项目总结 这项建议的目标是确定丝氨酸196位的lxrα磷酸化(S196)是否是 阿尔茨海默病(AD)的治疗干预。我们之前发表的研究表明，在 培养的巨噬细胞系和非磷酸化的心脏代谢性疾病的小鼠模型 LXRαS196A的形式对LXR调节的转录组重新编程，并产生更多抗炎 回应。此外，其他人之前的研究表明，lxrα是一个潜在的减少 APP/PS1转基因小鼠模型中LxRα基因缺失导致的神经炎症和AD病理 AD的激活可增加淀粉样斑块的数量，而激活则可减轻炎症反应。 原代胶质细胞培养为纤维淀粉样多肽。因为大多数AD风险基因座都是表达最高的基因 在小胶质细胞中，LXRα在小鼠和人小胶质细胞中都表达，我们假设减少 小胶质细胞中LXRα的磷酸化可抑制炎症反应，延缓AD进展。 为了测试这一点，我们将开发一种小鼠模型，该模型在上下文中包含小胶质细胞特异性LXRαS196A敲打信号 AD易感小鼠(APP/PS1)的斑块数量，并比较AD斑块的数量与野生型小鼠的斑块数量 控制。
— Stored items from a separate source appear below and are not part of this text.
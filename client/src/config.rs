//! Client configuration loaded via OrthoConfig.
//!
//! Every field is optional; accessors supply the defaults used by the
//! dashboard when nothing is configured.

use std::path::PathBuf;
use std::time::Duration;

use ortho_config::OrthoConfig;
use serde::Deserialize;
use url::Url;

use crate::domain::{
    ApplicationStatusConfig, ConflictPolicy, GatewayEndpoints, SessionCredentials,
};

const DEFAULT_PROXY_ORIGIN: &str = "http://localhost:5173";
const DEFAULT_API_BASE_URL: &str = "http://localhost:9000";
const DEFAULT_REFRESH_DELAY_MS: u64 = 1_000;
const DEFAULT_STATE_DIR: &str = ".vconnect";

/// Errors raised when configured values cannot be interpreted.
#[derive(Debug, thiserror::Error)]
pub enum ConfigError {
    /// A URL setting failed to parse.
    #[error("{field} is not a valid URL ({value}): {source}")]
    InvalidUrl {
        /// Setting name.
        field: &'static str,
        /// Raw configured value.
        value: String,
        /// Parser error.
        source: url::ParseError,
    },
    /// The conflict policy is not one of the known names.
    #[error("unknown conflict policy `{value}`; expected `client-wins` or `server-wins`")]
    UnknownConflictPolicy {
        /// Raw configured value.
        value: String,
    },
}

/// Runtime settings for the dashboard client.
#[derive(Debug, Clone, Deserialize, OrthoConfig)]
#[ortho_config(prefix = "VCONNECT")]
pub struct ClientSettings {
    /// Same-origin root tried first.
    pub proxy_origin: Option<String>,
    /// Absolute API base URL tried second.
    pub api_base_url: Option<String>,
    /// Milliseconds between a status PATCH and the follow-up refresh.
    pub refresh_delay_ms: Option<u64>,
    /// Per-request timeout in milliseconds; unset leaves requests unbounded.
    pub request_timeout_ms: Option<u64>,
    /// Directory holding the status override document.
    pub state_dir: Option<PathBuf>,
    /// `client-wins` or `server-wins`.
    pub conflict_policy: Option<String>,
    /// Bearer token stored after login.
    pub token: Option<String>,
    /// Stored user type (`admin`, `organization`, `volunteer`).
    pub user_type: Option<String>,
    /// Stored user identifier.
    pub user_id: Option<String>,
}

impl ClientSettings {
    /// Proxy origin, falling back to the local dev server.
    ///
    /// # Errors
    ///
    /// Returns [`ConfigError::InvalidUrl`] when the value does not parse.
    pub fn proxy_origin(&self) -> Result<Url, ConfigError> {
        parse_url(
            "proxy_origin",
            self.proxy_origin.as_deref().unwrap_or(DEFAULT_PROXY_ORIGIN),
        )
    }

    /// Direct API base URL, falling back to the local API server.
    ///
    /// # Errors
    ///
    /// Returns [`ConfigError::InvalidUrl`] when the value does not parse.
    pub fn api_base_url(&self) -> Result<Url, ConfigError> {
        parse_url(
            "api_base_url",
            self.api_base_url.as_deref().unwrap_or(DEFAULT_API_BASE_URL),
        )
    }

    /// Both gateway origins.
    ///
    /// # Errors
    ///
    /// Returns [`ConfigError::InvalidUrl`] when either value does not parse.
    pub fn gateway_endpoints(&self) -> Result<GatewayEndpoints, ConfigError> {
        Ok(GatewayEndpoints {
            proxy_origin: self.proxy_origin()?,
            api_base_url: self.api_base_url()?,
        })
    }

    /// Delay before the post-update refresh.
    pub fn refresh_delay(&self) -> Duration {
        Duration::from_millis(self.refresh_delay_ms.unwrap_or(DEFAULT_REFRESH_DELAY_MS))
    }

    /// Per-request timeout for the HTTP transport, only when configured.
    pub fn request_timeout(&self) -> Option<Duration> {
        self.request_timeout_ms.map(Duration::from_millis)
    }

    /// Directory for the override document.
    pub fn state_dir(&self) -> PathBuf {
        self.state_dir
            .clone()
            .unwrap_or_else(|| PathBuf::from(DEFAULT_STATE_DIR))
    }

    /// Conflict policy, defaulting to client-wins.
    ///
    /// # Errors
    ///
    /// Returns [`ConfigError::UnknownConflictPolicy`] for unrecognised names.
    pub fn conflict_policy(&self) -> Result<ConflictPolicy, ConfigError> {
        match self.conflict_policy.as_deref().map(str::trim) {
            None | Some("") => Ok(ConflictPolicy::default()),
            Some(raw) if raw.eq_ignore_ascii_case("client-wins") => Ok(ConflictPolicy::ClientWins),
            Some(raw) if raw.eq_ignore_ascii_case("server-wins") => Ok(ConflictPolicy::ServerWins),
            Some(raw) => Err(ConfigError::UnknownConflictPolicy {
                value: raw.to_owned(),
            }),
        }
    }

    /// Service configuration derived from these settings.
    ///
    /// # Errors
    ///
    /// Returns [`ConfigError::UnknownConflictPolicy`] for unrecognised names.
    pub fn application_status_config(&self) -> Result<ApplicationStatusConfig, ConfigError> {
        Ok(ApplicationStatusConfig {
            refresh_delay: self.refresh_delay(),
            conflict_policy: self.conflict_policy()?,
        })
    }

    /// Stored login values.
    pub fn credentials(&self) -> SessionCredentials {
        SessionCredentials {
            token: self.token.clone(),
            user_type: self.user_type.clone(),
            user_id: self.user_id.clone(),
        }
    }
}

fn parse_url(field: &'static str, value: &str) -> Result<Url, ConfigError> {
    Url::parse(value).map_err(|source| ConfigError::InvalidUrl {
        field,
        value: value.to_owned(),
        source,
    })
}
检查LXR的效果 αS196磷酸化对炎症基因表达的影响，我们将 从野生型和小胶质细胞特异性LXR获得原代胶质细胞培养 αS196A小鼠及其能力的测定 抑制炎症反应 纤维淀粉样多肽。我们还将执行初级的RNA-SEQ WT和LXRαS196A小鼠在没有和存在纤维淀粉样肽的情况下产生的小胶质细胞 揭示LXR调控的基因和途径 αS196磷酸化 可以被操控用于预防 和治疗目的。鉴于lxrα的炎症反应可以通过磷酸化来控制 我们还将测试促进野生非磷酸化形式的药物干预是否 LXR型α能保护APP/PS1小鼠免受AD病理的影响。成功完成的目标将决定 LXRα磷酸化是否是治疗AD的一个容易处理的靶点，因为它能够减少 炎性基因在大脑中的表达。